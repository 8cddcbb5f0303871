//! mail-triage: unattended IMAP mail-triage agent
//!
//! Each configured task keeps one session to its mailbox, waits for new mail
//! with IDLE, and runs every new message through a per-task pipeline
//! (select, tag or un-spam, forward, archive, delete) at most once.
//!
//! # Architecture
//!
//! - [`main`]: Process entry point with env loading, CLI and signal wiring
//! - [`config`]: Configuration document, validation and runtime settings
//! - [`errors`]: Application error model
//! - [`models`]: Task settings, per-task runtime and message types
//! - [`mailbox`]: Mailbox capability traits used by the core
//! - [`imap`]: IMAP implementation of the mailbox capability
//! - [`mime`]: Header parsing, editing and serialization
//! - [`pipeline`]: Pure per-message decisions and transforms
//! - [`counter`]: Durable per-task ticket counter
//! - [`relay`]: Forwarding capability over SMTP
//! - [`race`]: Race-with-timeout primitive
//! - [`scanner`]: Bounded scan of the watch folder
//! - [`watcher`]: Change notification on the watch folder
//! - [`worker`]: Per-task connection lifecycle
//! - [`supervisor`]: Task startup and process shutdown

mod config;
mod counter;
mod errors;
mod imap;
mod mailbox;
mod mime;
mod models;
mod pipeline;
mod race;
mod relay;
mod scanner;
mod supervisor;
#[cfg(test)]
mod testing;
mod watcher;
mod worker;

use std::path::PathBuf;
use std::time::Duration;

use clap::Parser;
use config::{AppConfig, Settings};
use supervisor::TaskSupervisor;
use tokio_util::sync::CancellationToken;
use tracing_subscriber::EnvFilter;

#[derive(Debug, Parser)]
#[command(name = "mail-triage", version, about = "Unattended IMAP mail-triage agent")]
struct Cli {
    /// Configuration file (.toml or .json); counter files live next to it
    #[arg(long, default_value = "/etc/mail-triage/config.toml")]
    config: PathBuf,

    /// Validate configuration and ticket counters, then exit
    #[arg(long)]
    check: bool,

    /// Print the configuration JSON Schema, then exit
    #[arg(long)]
    print_schema: bool,

    /// Override MAIL_TRIAGE_WATCH_TIMEOUT_SECONDS
    #[arg(long, value_parser = clap::value_parser!(u64).range(1..))]
    watch_timeout_secs: Option<u64>,
}

/// Application entry point
///
/// # Environment Variables
///
/// See [`Settings::load_from_env`] for runtime knobs. `RUST_LOG` controls
/// log filtering (default `info`).
///
/// # Example
///
/// ```no_run
/// RUST_LOG=mail_triage=debug cargo run -- --config ./config.toml
/// ```
#[tokio::main]
async fn main() -> Result<(), Box<dyn std::error::Error>> {
    dotenvy::dotenv().ok();
    tracing_subscriber::fmt()
        .with_env_filter(
            EnvFilter::try_from_default_env().unwrap_or_else(|_| EnvFilter::new("info")),
        )
        .with_writer(std::io::stderr)
        .init();

    let cli = Cli::parse();
    if cli.print_schema {
        println!("{}", config::document_schema()?);
        return Ok(());
    }

    let mut settings = Settings::load_from_env()?;
    if let Some(secs) = cli.watch_timeout_secs {
        settings.watch_timeout = Duration::from_secs(secs);
    }
    let config = AppConfig::load(&cli.config)?;

    if cli.check {
        let rejected = supervisor::check_tasks(&config);
        for (name, task) in &config.tasks {
            let status = rejected
                .iter()
                .find(|(rejected_name, _)| rejected_name == name)
                .map_or_else(|| "ok".to_owned(), |(_, e)| e.to_string());
            println!(
                "{name}: {}/{} {:?} {:?} -> {status}",
                task.imap_account, task.watch_folder, task.select, task.edit
            );
        }
        if rejected.len() == config.tasks.len() {
            return Err(errors::AppError::config("no task could be started").into());
        }
        return Ok(());
    }

    let _ = rustls::crypto::aws_lc_rs::default_provider().install_default();

    let shutdown = CancellationToken::new();
    supervisor::cancel_on_signal(shutdown.clone());
    TaskSupervisor::new(config, settings).run(shutdown).await?;
    Ok(())
}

————

▸ **Directions**: In the records above, the line with "Application error model" marks the start and the line with "use std::path::PathBuf;" marks the end; copy that stretch exactly, both lines included, and nothing else.

▸ **Answer box**:
//! - [`errors`]: Application error model
//! - [`models`]: Task settings, per-task runtime and message types
//! - [`mailbox`]: Mailbox capability traits used by the core
//! - [`imap`]: IMAP implementation of the mailbox capability
//! - [`mime`]: Header parsing, editing and serialization
//! - [`pipeline`]: Pure per-message decisions and transforms
//! - [`counter`]: Durable per-task ticket counter
//! - [`relay`]: Forwarding capability over SMTP
//! - [`race`]: Race-with-timeout primitive
//! - [`scanner`]: Bounded scan of the watch folder
//! - [`watcher`]: Change notification on the watch folder
//! - [`worker`]: Per-task connection lifecycle
//! - [`supervisor`]: Task startup and process shutdown

mod config;
mod counter;
mod errors;
mod imap;
mod mailbox;
mod mime;
mod models;
mod pipeline;
mod race;
mod relay;
mod scanner;
mod supervisor;
#[cfg(test)]
mod testing;
mod watcher;
mod worker;

use std::path::PathBuf;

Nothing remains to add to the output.